From Games to Reality: Q&A with Jane McGonigal

November 15, 2012

Jane McGonigal, PhD is a games developer and the author of “Reality Is Broken: Why Games Make us Better and How they Can Change the World.” Her work focuses on how social video games and collective intelligence can be used to solve major real world problems and help individuals live happier, more fulfilling lives. On Wednesday night she delivered a lecture entitled “Games to Change the World” as part of the Cooper Series.

What initially got you thinking about ways of using video games to enact or promote positive global change?

Little known story, actually: I started my PhD in the fall of 2001. I’d just moved from New York, showed up in Berkeley, and 9/11 happened. My husband and I had been playing a game that year called The Beast that was this online, collective intelligence, extreme scale collaboration game.
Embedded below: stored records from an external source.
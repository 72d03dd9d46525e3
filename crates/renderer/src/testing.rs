//! In-memory device for exercising the draw pipeline without a GPU.
//!
//! Every surface created through [`RecordingDevice::surface`] shares the
//! device journal, so tests can inspect compilations, submissions and
//! presents after the surfaces have been moved into a draw context.

use std::collections::{HashMap, HashSet};
use std::sync::{Arc, Barrier, Mutex, MutexGuard};

use canvas_protocol::{Layer, PixelPoint, ViewInfo};
use canvas_runtime::{RasterTarget, RecordedPolyline, StrokePaint};

use crate::device::{
    CommandQueue, DeviceError, GraphicsDevice, LayerSurface, PipelineError, SurfaceError,
};

#[derive(Debug, Clone, PartialEq)]
pub struct RecordedSubmission {
    pub layer: Layer,
    pub surface_id: u32,
    pub view: ViewInfo,
    pub polylines: Vec<RecordedPolyline>,
}

#[derive(Debug, Clone, Copy, PartialEq, Eq)]
pub struct CompiledPipeline {
    pub layer: Layer,
    pub format: u32,
}

/// Pauses the next encoding until released, so a test can act while a layer
/// is mid-frame.
#[derive(Clone)]
pub struct EncodingPause {
    entered: Arc<Barrier>,
    release: Arc<Barrier>,
}

impl EncodingPause {
    pub fn wait_until_encoding(&self) {
        self.entered.wait();
    }

    pub fn release(&self) {
        self.release.wait();
    }
}

#[derive(Default)]
struct Journal {
    next_surface_id: u32,
    compiled: Vec<CompiledPipeline>,
    resources_created: Vec<(Layer, u32)>,
    submissions: Vec<RecordedSubmission>,
    presented: Vec<u32>,
    device_lost: bool,
    failing_layers: HashSet<Layer>,
    acquire_failures: HashMap<u32, SurfaceError>,
    pause: Option<EncodingPause>,
}

type SharedJournal = Arc<Mutex<Journal>>;

fn lock(journal: &SharedJournal) -> MutexGuard<'_, Journal> {
    journal
        .lock()
        .unwrap_or_else(|_| panic!("recording journal lock poisoned"))
}

pub struct RecordingDevice {
    journal: SharedJournal,
}

pub struct RecordingQueue {
    journal: SharedJournal,
}

impl RecordingDevice {
    pub fn new() -> (Self, RecordingQueue) {
        let journal = SharedJournal::default();
        (
            Self {
                journal: Arc::clone(&journal),
            },
            RecordingQueue { journal },
        )
    }

    /// A surface of the given size. Surfaces with different `format` values
    /// cannot share a pipeline.
    pub fn surface(&self, width: u32, height: u32, format: u32) -> RecordingSurface {
        let mut journal = lock(&self.journal);
        journal.next_surface_id += 1;
        RecordingSurface {
            id: journal.next_surface_id,
            width,
            height,
            format,
            frames_acquired: 0,
            journal: Arc::clone(&self.journal),
        }
    }

    pub fn lose_device(&self) {
        lock(&self.journal).device_lost = true;
    }

    pub fn fail_pipeline_for(&self, layer: Layer) {
        lock(&self.journal).failing_layers.insert(layer);
    }

    pub fn fail_next_acquire(&self, surface_id: u32, error: SurfaceError) {
        lock(&self.journal).acquire_failures.insert(surface_id, error);
    }

    pub fn pause_next_encoding(&self) -> EncodingPause {
        let pause = EncodingPause {
            entered: Arc::new(Barrier::new(2)),
            release: Arc::new(Barrier::new(2)),
        };
        lock(&self.journal).pause = Some(pause.clone());
        pause
    }

    pub fn compiled_pipelines(&self) -> Vec<CompiledPipeline> {
        lock(&self.journal).compiled.clone()
    }

    pub fn resources_created(&self) -> Vec<(Layer, u32)> {
        lock(&self.journal).resources_created.clone()
    }

    pub fn submissions(&self) -> Vec<RecordedSubmission> {
        lock(&self.journal).submissions.clone()
    }

    pub fn presented(&self) -> Vec<u32> {
        lock(&self.journal).presented.clone()
    }
}

pub struct RecordingSurface {
    id: u32,
    width: u32,
    height: u32,
    format: u32,
    frames_acquired: u64,
    journal: SharedJournal,
}

impl RecordingSurface {
    pub fn id(&self) -> u32 {
        self.id
    }

    pub fn size(&self) -> (u32, u32) {
        (self.width, self.height)
    }
}

#[derive(Debug, Clone, Copy, PartialEq, Eq)]
pub struct RecordingDrawable {
    pub surface_id: u32,
    pub frame: u64,
}

impl LayerSurface for RecordingSurface {
    type Drawable = RecordingDrawable;

    fn acquire_drawable(&mut self) -> Result<RecordingDrawable, SurfaceError> {
        if let Some(error) = lock(&self.journal).acquire_failures.remove(&self.id) {
            return Err(error);
        }
        self.frames_acquired += 1;
        Ok(RecordingDrawable {
            surface_id: self.id,
            frame: self.frames_acquired,
        })
    }

    fn present(&mut self, drawable: RecordingDrawable) {
        lock(&self.journal).presented.push(drawable.surface_id);
    }
}

#[derive(Debug)]
pub struct RecordingPipeline {
    pub layer: Layer,
    pub format: u32,
}

#[derive(Debug)]
pub struct RecordingResources {
    pub surface_id: u32,
    pub size: (u32, u32),
}

pub struct RecordingEncoder {
    submission: RecordedSubmission,
}

impl RasterTarget for RecordingEncoder {
    fn draw_polyline(&mut self, points: &[PixelPoint], paint: &StrokePaint) {
        self.submission.polylines.draw_polyline(points, paint);
    }
}

impl CommandQueue for RecordingQueue {
    type CommandBuffer = RecordedSubmission;

    fn submit(&self, command_buffer: RecordedSubmission) -> Result<(), DeviceError> {
        let mut journal = lock(&self.journal);
        if journal.device_lost {
            return Err(DeviceError::Lost {
                reason: "recording device lost".to_owned(),
            });
        }
        journal.submissions.push(command_buffer);
        Ok(())
    }
}

impl GraphicsDevice for RecordingDevice {
    type Surface = RecordingSurface;
    type Pipeline = RecordingPipeline;
    type SurfaceResources = RecordingResources;
    type Encoder = RecordingEncoder;
    type CommandBuffer = RecordedSubmission;
    type Queue = RecordingQueue;

    fn compile_pipeline(
        &self,
        layer: Layer,
        surface: &RecordingSurface,
    ) -> Result<RecordingPipeline, PipelineError> {
        let mut journal = lock(&self.journal);
        if journal.failing_layers.contains(&layer) {
            return Err(PipelineError {
                reason: format!("{layer} pipeline rejected by recording device"),
            });
        }
        journal.compiled.push(CompiledPipeline {
            layer,
            format: surface.format,
        });
        Ok(RecordingPipeline {
            layer,
            format: surface.format,
        })
    }

    fn pipeline_matches(&self, pipeline: &RecordingPipeline, surface: &RecordingSurface) -> bool {
        pipeline.format == surface.format
    }

    fn create_surface_resources(
        &self,
        layer: Layer,
        _pipeline: &RecordingPipeline,
        surface: &RecordingSurface,
    ) -> RecordingResources {
        lock(&self.journal)
            .resources_created
            .push((layer, surface.id));
        RecordingResources {
            surface_id: surface.id,
            size: surface.size(),
        }
    }

    fn begin_encoding(
        &self,
        layer: Layer,
        resources: &mut RecordingResources,
        _drawable: &RecordingDrawable,
        view: ViewInfo,
    ) -> RecordingEncoder {
        let pause = lock(&self.journal).pause.take();
        if let Some(pause) = pause {
            pause.entered.wait();
            pause.release.wait();
        }
        RecordingEncoder {
            submission: RecordedSubmission {
                layer,
                surface_id: resources.surface_id,
                view,
                polylines: Vec::new(),
            },
        }
    }

    fn finish_encoding(
        &self,
        _pipeline: &RecordingPipeline,
        _resources: &RecordingResources,
        encoder: RecordingEncoder,
    ) -> RecordedSubmission {
        encoder.submission
    }
}
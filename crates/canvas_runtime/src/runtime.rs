use std::sync::{Arc, Mutex, MutexGuard};

use canvas_protocol::{CanvasPlacement, ColorScheme};
use stroke_input::{Stroke, StrokeAccumulator, StrokeId, StrokeInputError, StrokeSink};

use crate::pen::PenState;
use crate::raster::{DrawError, RasterStats, RasterTarget};
use crate::snapshot::CanvasSnapshot;

struct CanvasState {
    strokes: Vec<Arc<Stroke>>,
    accumulator: StrokeAccumulator,
    color_scheme: ColorScheme,
    revision: u64,
    committed_revision: u64,
}

impl CanvasState {
    fn bump_revision(&mut self) {
        self.revision = self
            .revision
            .checked_add(1)
            .expect("canvas revision overflow");
    }

    /// Sealed history or its appearance changed.
    fn bump_committed_revision(&mut self) {
        self.bump_revision();
        self.committed_revision = self
            .committed_revision
            .checked_add(1)
            .expect("canvas committed revision overflow");
    }
}

/// Stroke history, the in-progress stroke and the color scheme of one
/// logical drawing surface.
///
/// Every call takes the state lock for its own duration only. Rendering
/// works from a [`CanvasSnapshot`], so the input thread is never blocked by
/// rasterization.
pub struct CanvasRuntime {
    state: Mutex<CanvasState>,
    pen: PenState,
}

impl Default for CanvasRuntime {
    fn default() -> Self {
        Self::new(PenState::default())
    }
}

impl std::fmt::Debug for CanvasRuntime {
    fn fmt(&self, f: &mut std::fmt::Formatter<'_>) -> std::fmt::Result {
        let state = self.lock_state();
        f.debug_struct("CanvasRuntime")
            .field("sealed_strokes", &state.strokes.len())
            .field("stroke_open", &state.accumulator.is_open())
            .field("color_scheme", &state.color_scheme)
            .field("revision", &state.revision)
            .finish()
    }
}

impl CanvasRuntime {
    pub fn new(pen: PenState) -> Self {
        Self::with_color_scheme(pen, ColorScheme::Light)
    }

    pub fn with_color_scheme(pen: PenState, color_scheme: ColorScheme) -> Self {
        Self {
            state: Mutex::new(CanvasState {
                strokes: Vec::new(),
                accumulator: StrokeAccumulator::new(),
                color_scheme,
                revision: 0,
                committed_revision: 0,
            }),
            pen,
        }
    }

    fn lock_state(&self) -> MutexGuard<'_, CanvasState> {
        self.state
            .lock()
            .unwrap_or_else(|_| panic!("canvas state lock poisoned"))
    }

    pub fn pen_state(&self) -> &PenState {
        &self.pen
    }

    /// Opens a stroke carrying a copy of the active pen.
    pub fn begin_stroke(&self) -> Result<StrokeId, StrokeInputError> {
        let pen = self.pen.current();
        let mut state = self.lock_state();
        let id = state.accumulator.begin(pen)?;
        state.bump_revision();
        Ok(id)
    }

    pub fn record_stroke_point(
        &self,
        width: f64,
        height: f64,
        x: f64,
        y: f64,
    ) -> Result<(), StrokeInputError> {
        let mut state = self.lock_state();
        state.accumulator.record(width, height, x, y)?;
        state.bump_revision();
        Ok(())
    }

    pub fn end_stroke(&self) -> Result<StrokeId, StrokeInputError> {
        let mut state = self.lock_state();
        let stroke = state.accumulator.end()?;
        let id = stroke.id();
        state.strokes.push(Arc::new(stroke));
        state.bump_committed_revision();
        Ok(id)
    }

    /// Selecting the current scheme again changes nothing, revision included.
    pub fn set_color_scheme(&self, scheme: ColorScheme) {
        let mut state = self.lock_state();
        if state.color_scheme == scheme {
            return;
        }
        state.color_scheme = scheme;
        state.bump_committed_revision();
        log::debug!("[canvas] color scheme set to {scheme}");
    }

    pub fn color_scheme(&self) -> ColorScheme {
        self.lock_state().color_scheme
    }

    pub fn revision(&self) -> u64 {
        self.lock_state().revision
    }

    pub fn committed_revision(&self) -> u64 {
        self.lock_state().committed_revision
    }

    pub fn sealed_stroke_count(&self) -> usize {
        self.lock_state().strokes.len()
    }

    pub fn open_stroke_point_count(&self) -> Option<usize> {
        self.lock_state()
            .accumulator
            .open_stroke()
            .map(Stroke::point_count)
    }

    pub fn open_stroke_placement(&self) -> Option<CanvasPlacement> {
        self.lock_state()
            .accumulator
            .open_stroke()
            .map(|stroke| stroke.pen().placement)
    }

    /// Consistent copy of the canvas. Sealed strokes are shared, the open
    /// stroke is cloned.
    pub fn snapshot(&self) -> CanvasSnapshot {
        let state = self.lock_state();
        CanvasSnapshot {
            sealed: state.strokes.clone(),
            open: state.accumulator.open_stroke().cloned(),
            color_scheme: state.color_scheme,
            revision: state.revision,
            committed_revision: state.committed_revision,
        }
    }

    /// Rasterizes every sealed stroke and then the open stroke into `target`,
    /// rescaled to `width` x `height`.
    pub fn draw(
        &self,
        width: f64,
        height: f64,
        target: Option<&mut dyn RasterTarget>,
    ) -> Result<RasterStats, DrawError> {
        let target = target.ok_or(DrawError::InvalidTarget)?;
        let snapshot = self.snapshot();
        let stats = snapshot.rasterize_all(width, height, 1.0, target);
        log::trace!(
            "[canvas] drew revision {} at {width}x{height}: {stats:?}",
            snapshot.revision()
        );
        Ok(stats)
    }
}

impl StrokeSink for CanvasRuntime {
    fn begin_stroke(&self) -> Result<StrokeId, StrokeInputError> {
        CanvasRuntime::begin_stroke(self)
    }

    fn record_stroke_point(
        &self,
        width: f64,
        height: f64,
        x: f64,
        y: f64,
    ) -> Result<(), StrokeInputError> {
        CanvasRuntime::record_stroke_point(self, width, height, x, y)
    }

    fn end_stroke(&self) -> Result<StrokeId, StrokeInputError> {
        CanvasRuntime::end_stroke(self)
    }
}
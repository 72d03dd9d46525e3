pub mod pointer_router;

pub use pointer_router::{
    PointerEventPhase, PointerRouteError, PointerStrokeRouter, RawPointerSample, RouteOutcome,
};

use canvas_protocol::{Pen, StrokePoint};
use thiserror::Error;

/// Per-runtime stroke identity, starting at 1.
#[derive(Debug, Clone, Copy, PartialEq, Eq, Hash, PartialOrd, Ord)]
pub struct StrokeId(pub u64);

impl std::fmt::Display for StrokeId {
    fn fmt(&self, f: &mut std::fmt::Formatter<'_>) -> std::fmt::Result {
        write!(f, "stroke#{}", self.0)
    }
}

/// One freehand gesture. Append-only while open, immutable once sealed.
#[derive(Debug, Clone, PartialEq)]
pub struct Stroke {
    id: StrokeId,
    pen: Pen,
    points: Vec<StrokePoint>,
}

impl Stroke {
    pub fn id(&self) -> StrokeId {
        self.id
    }

    /// Pen captured when the stroke was opened.
    pub fn pen(&self) -> &Pen {
        &self.pen
    }

    pub fn points(&self) -> &[StrokePoint] {
        &self.points
    }

    pub fn point_count(&self) -> usize {
        self.points.len()
    }

    pub fn is_empty(&self) -> bool {
        self.points.is_empty()
    }
}

#[derive(Debug, Clone, Copy, PartialEq, Eq, Error)]
pub enum StrokeLifecycleError {
    #[error("a stroke is already open")]
    StrokeAlreadyOpen,
    #[error("no stroke is open")]
    NoOpenStroke,
}

#[derive(Debug, Clone, Copy, PartialEq, Error)]
pub enum StrokeInputError {
    #[error("invalid stroke state: {0}")]
    InvalidState(#[from] StrokeLifecycleError),
    #[error("canvas size must be positive and finite, got {width}x{height}")]
    InvalidCanvasSize { width: f64, height: f64 },
    #[error("stroke coordinate is not finite: ({x}, {y})")]
    NonFiniteCoordinate { x: f64, y: f64 },
}

/// Anything that accepts the stroke lifecycle calls. Implementations use
/// interior mutability so an input thread can feed a shared canvas.
pub trait StrokeSink {
    fn begin_stroke(&self) -> Result<StrokeId, StrokeInputError>;

    fn record_stroke_point(
        &self,
        width: f64,
        height: f64,
        x: f64,
        y: f64,
    ) -> Result<(), StrokeInputError>;

    fn end_stroke(&self) -> Result<StrokeId, StrokeInputError>;
}

/// Validates one raw sample against the canvas-size invariant.
pub fn stroke_point(
    width: f64,
    height: f64,
    x: f64,
    y: f64,
) -> Result<StrokePoint, StrokeInputError> {
    if !(width.is_finite() && height.is_finite() && width > 0.0 && height > 0.0) {
        return Err(StrokeInputError::InvalidCanvasSize { width, height });
    }
    if !(x.is_finite() && y.is_finite()) {
        return Err(StrokeInputError::NonFiniteCoordinate { x, y });
    }
    Ok(StrokePoint {
        normalized_x: x,
        normalized_y: y,
        canvas_width: width,
        canvas_height: height,
    })
}

/// Single-writer stroke state machine: closed -> open -> closed.
#[derive(Debug)]
pub struct StrokeAccumulator {
    open: Option<Stroke>,
    next_stroke_id: u64,
}

impl Default for StrokeAccumulator {
    fn default() -> Self {
        Self::new()
    }
}

impl StrokeAccumulator {
    pub fn new() -> Self {
        Self {
            open: None,
            next_stroke_id: 1,
        }
    }

    pub fn open_stroke(&self) -> Option<&Stroke> {
        self.open.as_ref()
    }

    pub fn is_open(&self) -> bool {
        self.open.is_some()
    }

    pub fn begin(&mut self, pen: Pen) -> Result<StrokeId, StrokeLifecycleError> {
        if self.open.is_some() {
            return Err(StrokeLifecycleError::StrokeAlreadyOpen);
        }
        let id = StrokeId(self.next_stroke_id);
        self.next_stroke_id = self
            .next_stroke_id
            .checked_add(1)
            .expect("stroke id overflow");
        self.open = Some(Stroke {
            id,
            pen,
            points: Vec::new(),
        });
        log::debug!("[stroke] opened {id}");
        Ok(id)
    }

    /// Appends a point to the open stroke. Lifecycle is checked before the
    /// sample itself, so a misplaced call always reports `InvalidState`.
    pub fn record(
        &mut self,
        width: f64,
        height: f64,
        x: f64,
        y: f64,
    ) -> Result<(), StrokeInputError> {
        let stroke = self
            .open
            .as_mut()
            .ok_or(StrokeLifecycleError::NoOpenStroke)?;
        let point = stroke_point(width, height, x, y)?;
        stroke.points.push(point);
        log::trace!(
            "[stroke] {} point {} at ({x}, {y}) on {width}x{height}",
            stroke.id,
            stroke.points.len()
        );
        Ok(())
    }

    /// Seals the open stroke. Empty strokes are sealed like any other.
    pub fn end(&mut self) -> Result<Stroke, StrokeLifecycleError> {
        let stroke = self.open.take().ok_or(StrokeLifecycleError::NoOpenStroke)?;
        log::debug!(
            "[stroke] sealed {} with {} points",
            stroke.id,
            stroke.points.len()
        );
        Ok(stroke)
    }
}

#[cfg(test)]
mod tests {
    use super::*;
    use pretty_assertions::assert_eq;

    #[test]
    fn records_points_in_call_order() {
        let mut accumulator = StrokeAccumulator::new();
        let id = accumulator.begin(Pen::default()).expect("begin");
        for index in 0..5 {
            let x = index as f64 / 4.0;
            accumulator.record(10.0, 20.0, x, 1.0 - x).expect("record");
        }
        let stroke = accumulator.end().expect("end");

        assert_eq!(stroke.id(), id);
        assert_eq!(stroke.point_count(), 5);
        let xs: Vec<f64> = stroke.points().iter().map(|p| p.normalized_x).collect();
        assert_eq!(xs, vec![0.0, 0.25, 0.5, 0.75, 1.0]);
        assert!(!accumulator.is_open());
    }

    #[test]
    fn begin_twice_is_rejected_and_keeps_open_stroke() {
        let mut accumulator = StrokeAccumulator::new();
        accumulator.begin(Pen::default()).expect("begin");
        accumulator.record(10.0, 10.0, 0.1, 0.1).expect("record");

        assert_eq!(
            accumulator.begin(Pen::default()),
            Err(StrokeLifecycleError::StrokeAlreadyOpen)
        );
        assert_eq!(accumulator.open_stroke().map(Stroke::point_count), Some(1));
    }

    #[test]
    fn record_and_end_without_open_stroke_are_invalid_state() {
        let mut accumulator = StrokeAccumulator::new();
        assert_eq!(
            accumulator.record(10.0, 10.0, 0.5, 0.5),
            Err(StrokeInputError::InvalidState(
                StrokeLifecycleError::NoOpenStroke
            ))
        );
        assert_eq!(
            accumulator.end().map(|stroke| stroke.id()),
            Err(StrokeLifecycleError::NoOpenStroke)
        );
    }

    #[test]
    fn lifecycle_error_wins_over_bad_sample() {
        let mut accumulator = StrokeAccumulator::new();
        assert_eq!(
            accumulator.record(0.0, 0.0, f64::NAN, 0.0),
            Err(StrokeInputError::InvalidState(
                StrokeLifecycleError::NoOpenStroke
            ))
        );
    }

    #[test]
    fn rejects_degenerate_canvas_and_coordinates() {
        let mut accumulator = StrokeAccumulator::new();
        accumulator.begin(Pen::default()).expect("begin");

        assert!(matches!(
            accumulator.record(0.0, 10.0, 0.5, 0.5),
            Err(StrokeInputError::InvalidCanvasSize { .. })
        ));
        assert!(matches!(
            accumulator.record(10.0, f64::INFINITY, 0.5, 0.5),
            Err(StrokeInputError::InvalidCanvasSize { .. })
        ));
        assert!(matches!(
            accumulator.record(10.0, 10.0, f64::NAN, 0.5),
            Err(StrokeInputError::NonFiniteCoordinate { .. })
        ));
        assert_eq!(accumulator.open_stroke().map(Stroke::point_count), Some(0));
    }

    #[test]
    fn empty_stroke_is_sealed() {
        let mut accumulator = StrokeAccumulator::new();
        accumulator.begin(Pen::default()).expect("begin");
        let stroke = accumulator.end().expect("end");
        assert!(stroke.is_empty());
    }

    #[test]
    fn stroke_ids_increase_and_pen_is_captured() {
        let mut accumulator = StrokeAccumulator::new();
        let first = accumulator.begin(Pen::default()).expect("begin");
        accumulator.end().expect("end");

        let wide = Pen {
            size: 12.0,
            ..Pen::default()
        };
        let second = accumulator.begin(wide).expect("begin");
        let stroke = accumulator.end().expect("end");

        assert_eq!(first, StrokeId(1));
        assert_eq!(second, StrokeId(2));
        assert_eq!(stroke.pen().size, 12.0);
    }

    #[test]
    fn duplicate_consecutive_points_are_kept() {
        let mut accumulator = StrokeAccumulator::new();
        accumulator.begin(Pen::default()).expect("begin");
        accumulator.record(10.0, 10.0, 0.3, 0.3).expect("record");
        accumulator.record(10.0, 10.0, 0.3, 0.3).expect("record");
        assert_eq!(accumulator.end().expect("end").point_count(), 2);
    }
}
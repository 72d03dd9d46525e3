use std::sync::Arc;

use canvas_protocol::{CanvasHandle, ColorScheme, Pen};
use slotmap::SlotMap;
use thiserror::Error;

use crate::pen::{PenError, PenState};
use crate::runtime::CanvasRuntime;

#[derive(Debug, Clone, Copy, PartialEq, Eq, Error)]
pub enum ArenaError {
    #[error("canvas handle {0:?} was freed or never issued")]
    StaleHandle(CanvasHandle),
}

/// Owner of every canvas runtime in the process, addressed by
/// generation-checked handles. The active pen lives here and is shared by all
/// runtimes the arena creates.
#[derive(Debug, Default)]
pub struct CanvasArena {
    runtimes: SlotMap<CanvasHandle, Arc<CanvasRuntime>>,
    pen: PenState,
}

impl CanvasArena {
    pub fn new(pen: PenState) -> Self {
        Self {
            runtimes: SlotMap::with_key(),
            pen,
        }
    }

    pub fn pen_state(&self) -> &PenState {
        &self.pen
    }

    pub fn set_active_pen(&self, pen: Pen) -> Result<(), PenError> {
        self.pen.set_active_pen(pen)
    }

    pub fn init_canvas_runtime(&mut self) -> CanvasHandle {
        self.init_canvas_runtime_with_scheme(ColorScheme::Light)
    }

    pub fn init_canvas_runtime_with_scheme(&mut self, scheme: ColorScheme) -> CanvasHandle {
        let runtime = CanvasRuntime::with_color_scheme(self.pen.clone(), scheme);
        let handle = self.runtimes.insert(Arc::new(runtime));
        log::info!("[arena] created canvas {handle:?} ({scheme})");
        handle
    }

    /// Releases the arena's reference. A render pass still holding the
    /// runtime finishes against it; the handle is dead immediately.
    pub fn free_canvas_runtime(&mut self, handle: CanvasHandle) -> Result<(), ArenaError> {
        self.runtimes
            .remove(handle)
            .ok_or(ArenaError::StaleHandle(handle))?;
        log::info!("[arena] freed canvas {handle:?}");
        Ok(())
    }

    pub fn get(&self, handle: CanvasHandle) -> Result<&Arc<CanvasRuntime>, ArenaError> {
        self.runtimes
            .get(handle)
            .ok_or(ArenaError::StaleHandle(handle))
    }

    pub fn runtime(&self, handle: CanvasHandle) -> Result<Arc<CanvasRuntime>, ArenaError> {
        self.get(handle).map(Arc::clone)
    }

    pub fn contains(&self, handle: CanvasHandle) -> bool {
        self.runtimes.contains_key(handle)
    }

    pub fn len(&self) -> usize {
        self.runtimes.len()
    }

    pub fn is_empty(&self) -> bool {
        self.runtimes.is_empty()
    }
}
It had ended in July but on 9/11 a lot of the players of the game came back to the game forums and said, “Maybe we can solve 9/11; we have this global distributed network, we have this amazing collective intelligence, let’s try to solve 9/11.” That morning, it was the first thing they thought of, and it wasn’t just one random person. It was hundreds of them. They had this whole debate, “Are we crazy? This is real, that was a game, we shouldn’t even be thinking like this, it makes us sound like we’re nuts,” and it got me thinking: Once we’re done with the game, have we learned anything that’s actually applicable to real life, and, if so, how do we apply it? Although they didn’t “solve 9/11,” that got me interested. Were there lots of gamers who wanted to do real problem solving?

Did the idea to make games specifically tailored to solve real world problems come from your research into the positive psychological effects of regular video game use?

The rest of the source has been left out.